# Guruji To Be Abused AGAIN!



## Tejwant Singh (Aug 6, 2004)

I recieved the following email. Would like to know others opinion on it.

*Guruji to be abused AGAIN!*

Action required to STOP Guruji being taken to Hotel

The committee of the Gurdwara in Northampton, UK have agreed that Sri Guru Granth ji's saroop can be taken to the Moathouse Hotel for a wedding on *Sunday 22 August*.
http://www.moathousehotels.com/html/frames...otel&HotelId=52

*The hotel has at least two active bars *within the premises in which the hall is situated.

*Is this how low we have sunk? *400 years since Guru Arjan Dev ji had the Aadh Granth Sahib compiled, we allow Guru ji's saroop to be taken to places where actions take place which are completely against the words of Guru ji?

Guru Amar Daas ji has said "Drinking alcohol, his intelligence departs, and madness enters his mind... Do not drink the false alcohol at all, if it is in your power." (Limb 554 of SGGSJ).

And Guru ji says "Kabeer, those mortals who consume marijuana [drugs and tobacco], fish [meat] and wine [alcohol] - no matter what pilgrimages, fasts and rituals they follow, they will all go to HELL. ||233||" (Limb 1377 of SGGSJ).

Why should we care? Because Guru Nanak Dev ji has said "The fire of evil-mindedness is burning up the world. THEY ALONE are SAVED, who contemplate the Word of the Guru's Sabad. ||2||" (Limb 225 of SGGSJ).

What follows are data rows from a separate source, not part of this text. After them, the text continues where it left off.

//! Value locations and the location signature builder.

use std::fmt;

use crate::abi::Register;

/// Where a single value lives at the call boundary.
#[derive(Debug, Clone, Copy, PartialEq, Eq, Hash)]
pub enum Location {
    /// A specific machine register.
    Register(Register),
    /// Word offset from the caller's stack pointer. Always negative.
    Stack(i32),
    /// Any allocatable register; used for the call target.
    AnyRegister,
}

impl Location {
    #[must_use]
    pub const fn register(reg: Register) -> Self {
        Self::Register(reg)
    }

    /// Stack slot at word `offset`, which must be negative.
    #[must_use]
    pub const fn stack(offset: i32) -> Self {
        assert!(offset < 0, "stack locations must have a negative offset");
        Self::Stack(offset)
    }

    #[must_use]
    pub const fn is_register(self) -> bool {
        matches!(self, Self::Register(_) | Self::AnyRegister)
    }

    #[must_use]
    pub const fn is_stack(self) -> bool {
        matches!(self, Self::Stack(_))
    }

    #[must_use]
    pub const fn as_register(self) -> Option<Register> {
        match self {
            Self::Register(reg) => Some(reg),
            _ => None,
        }
    }

    #[must_use]
    pub const fn as_stack_offset(self) -> Option<i32> {
        match self {
            Self::Stack(offset) => Some(offset),
            _ => None,
        }
    }
}

impl fmt::Display for Location {
    fn fmt(&self, f: &mut fmt::Formatter<'_>) -> fmt::Result {
        match self {
            Self::Register(reg) => write!(f, "reg({})", reg.code()),
            Self::Stack(offset) => write!(f, "stack({offset})"),
            Self::AnyRegister => f.write_str("any-reg"),
        }
    }
}

/// Return locations followed by parameter locations, in declaration order.
#[derive(Debug, Clone, PartialEq, Eq, Hash)]
pub struct LocationSignature {
    return_count: usize,
    locations: Box<[Location]>,
}

impl LocationSignature {
    #[must_use]
    pub fn return_count(&self) -> usize {
        self.return_count
    }

    #[must_use]
    pub fn parameter_count(&self) -> usize {
        self.locations.len() - self.return_count
    }

    #[must_use]
    pub fn len(&self) -> usize {
        self.locations.len()
    }

    #[must_use]
    pub fn is_empty(&self) -> bool {
        self.locations.is_empty()
    }

    #[must_use]
    pub fn get_return(&self, index: usize) -> Location {
        self.returns()[index]
    }

    #[must_use]
    pub fn get_param(&self, index: usize) -> Location {
        self.params()[index]
    }

    #[must_use]
    pub fn returns(&self) -> &[Location] {
        &self.locations[..self.return_count]
    }

    #[must_use]
    pub fn params(&self) -> &[Location] {
        &self.locations[self.return_count..]
    }

    /// All locations, returns first.
    #[must_use]
    pub fn as_slice(&self) -> &[Location] {
        &self.locations
    }
}

/// Append-only accumulator for a [`LocationSignature`].
///
/// All returns must be added before the first parameter, and [`build`]
/// requires every declared slot to be filled. Violations panic: they are
/// defects in the caller.
///
/// [`build`]: LocationSignatureBuilder::build
#[derive(Debug)]
pub struct LocationSignatureBuilder {
    return_count: usize,
    param_count: usize,
    locations: Vec<Location>,
}

impl LocationSignatureBuilder {
    #[must_use]
    pub fn new(return_count: usize, param_count: usize) -> Self {
        Self {
            return_count,
            param_count,
            locations: Vec::with_capacity(return_count + param_count),
        }
    }

    #[must_use]
    pub const fn return_count(&self) -> usize {
        self.return_count
    }

    #[must_use]
    pub const fn param_count(&self) -> usize {
        self.param_count
    }

    pub fn add_return(&mut self, loc: Location) {
        assert!(
            self.locations.len() < self.return_count,
            "too many return locations (declared {})",
            self.return_count
        );
        self.locations.push(loc);
    }

    pub fn add_param(&mut self, loc: Location) {
        assert!(
            self.locations.len() >= self.return_count,
            "parameter added before all {} return locations",
            self.return_count
        );
        assert!(
            self.locations.len() < self.return_count + self.param_count,
            "too many parameter locations (declared {})",
            self.param_count
        );
        self.locations.push(loc);
    }

    #[must_use]
    pub fn build(self) -> LocationSignature {
        assert_eq!(
            self.locations.len(),
            self.return_count + self.param_count,
            "location signature incomplete"
        );
        LocationSignature {
            return_count: self.return_count,
            locations: self.locations.into_boxed_slice(),
        }
    }
}

#[cfg(test)]
mod tests {
    use super::*;

    fn reg(code: u8) -> Location {
        Location::register(Register::new(code))
    }

    #[test]
    fn test_build_in_order() {
        let mut builder = LocationSignatureBuilder::new(1, 2);
        builder.add_return(reg(0));
        builder.add_param(reg(7));
        builder.add_param(Location::stack(-1));
        let sig = builder.build();

        assert_eq!(sig.len(), 3);
        assert_eq!(sig.return_count(), 1);
        assert_eq!(sig.parameter_count(), 2);
        assert_eq!(sig.get_return(0), reg(0));
        assert_eq!(sig.get_param(0), reg(7));
        assert_eq!(sig.get_param(1), Location::Stack(-1));
    }

    #[test]
    fn test_empty_signature() {
        let sig = LocationSignatureBuilder::new(0, 0).build();
        assert!(sig.is_empty());
        assert!(sig.returns().is_empty());
        assert!(sig.params().is_empty());
    }

    #[test]
    #[should_panic(expected = "too many return locations")]
    fn test_extra_return_panics() {
        let mut builder = LocationSignatureBuilder::new(1, 0);
        builder.add_return(reg(0));
        builder.add_return(reg(2));
    }

    #[test]
    #[should_panic(expected = "too many parameter locations")]
    fn test_extra_param_panics() {
        let mut builder = LocationSignatureBuilder::new(0, 1);
        builder.add_param(reg(0));
        builder.add_param(reg(1));
    }

    #[test]
    #[should_panic(expected = "parameter added before all 1 return locations")]
    fn test_param_before_return_panics() {
        let mut builder = LocationSignatureBuilder::new(1, 1);
        builder.add_param(reg(0));
    }

    #[test]
    #[should_panic(expected = "location signature incomplete")]
    fn test_incomplete_build_panics() {
        let mut builder = LocationSignatureBuilder::new(1, 2);
        builder.add_return(reg(0));
        builder.add_param(reg(1));
        let _ = builder.build();
    }

    #[test]
    #[should_panic(expected = "negative offset")]
    fn test_non_negative_stack_offset_panics() {
        let _ = Location::stack(0);
    }

    #[test]
    fn test_location_queries() {
        assert!(reg(3).is_register());
        assert_eq!(reg(3).as_register(), Some(Register::new(3)));
        assert!(Location::AnyRegister.is_register());
        assert_eq!(Location::AnyRegister.as_register(), None);
        assert!(Location::stack(-4).is_stack());
        assert_eq!(Location::stack(-4).as_stack_offset(), Some(-4));
        assert_eq!(Location::stack(-4).to_string(), "stack(-4)");
    }
}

*And how are we treating Guru ji's Sabad?*

*The President *of Gurdwara Committee is *Amarjit Atwal*. He confirmed todaythat:

1. The wedding would take place;

2. They know that a Hukamnaama of Akaal Takhat Sahib has banned this; and

3. That they are doing this due to force of circumstances i.e. the Gurdwara Sahib is too small.

*The Secretary *is *Jagtar Cheema and Santokh Uppal is the Treasurer*.

*The Gurdwara's phone number is 01604-634641.*

The family were contacted over two months ago and alternatives suggested (at the time, invitations had not been sent out). The alternatives offered was a very large marquee (not perfect but far better than a hotel with bars) or nearby Gurdwara Sahibs which are far larger i.e. i.e. Bedford.

*We owe a duty to Guru ji to take a stand against this - otherwise where will it end? *Sri Guru Granth Sahib ji being taken to massage parlours, pubs, lap dance bars?

*PHONE the Gurdwara and ask to speak the President or other committee members*

A delegation of concerned Sikh naujawaan and elders are going to meet the committee this weekend - keep up the pressure! 

For more information and updates on the situation: http://forums.waheguroo.com/index.php?act=ST&f=2&t=6200&st=0​


----------



## Arvind (Aug 6, 2004)

At first glance, this seems to be so misappropriate.

This took me back to read again one of the responses by Amarpal ji, in which he replied to member 'care4sikhi'.

The things which are bothering me are the impression given by statements of Mr. Amarjit Atwal (to much extent arrogant one, those seem to be). So his stand doesnt align with my meagre thinking.

I understand, we need to show unity by adhering to one panthic body, which is Akaal Takhat Sahib. There are some reasons for the rules, and we need to look into the spirit of those rules, and look for healthy and non-controversial alternatives.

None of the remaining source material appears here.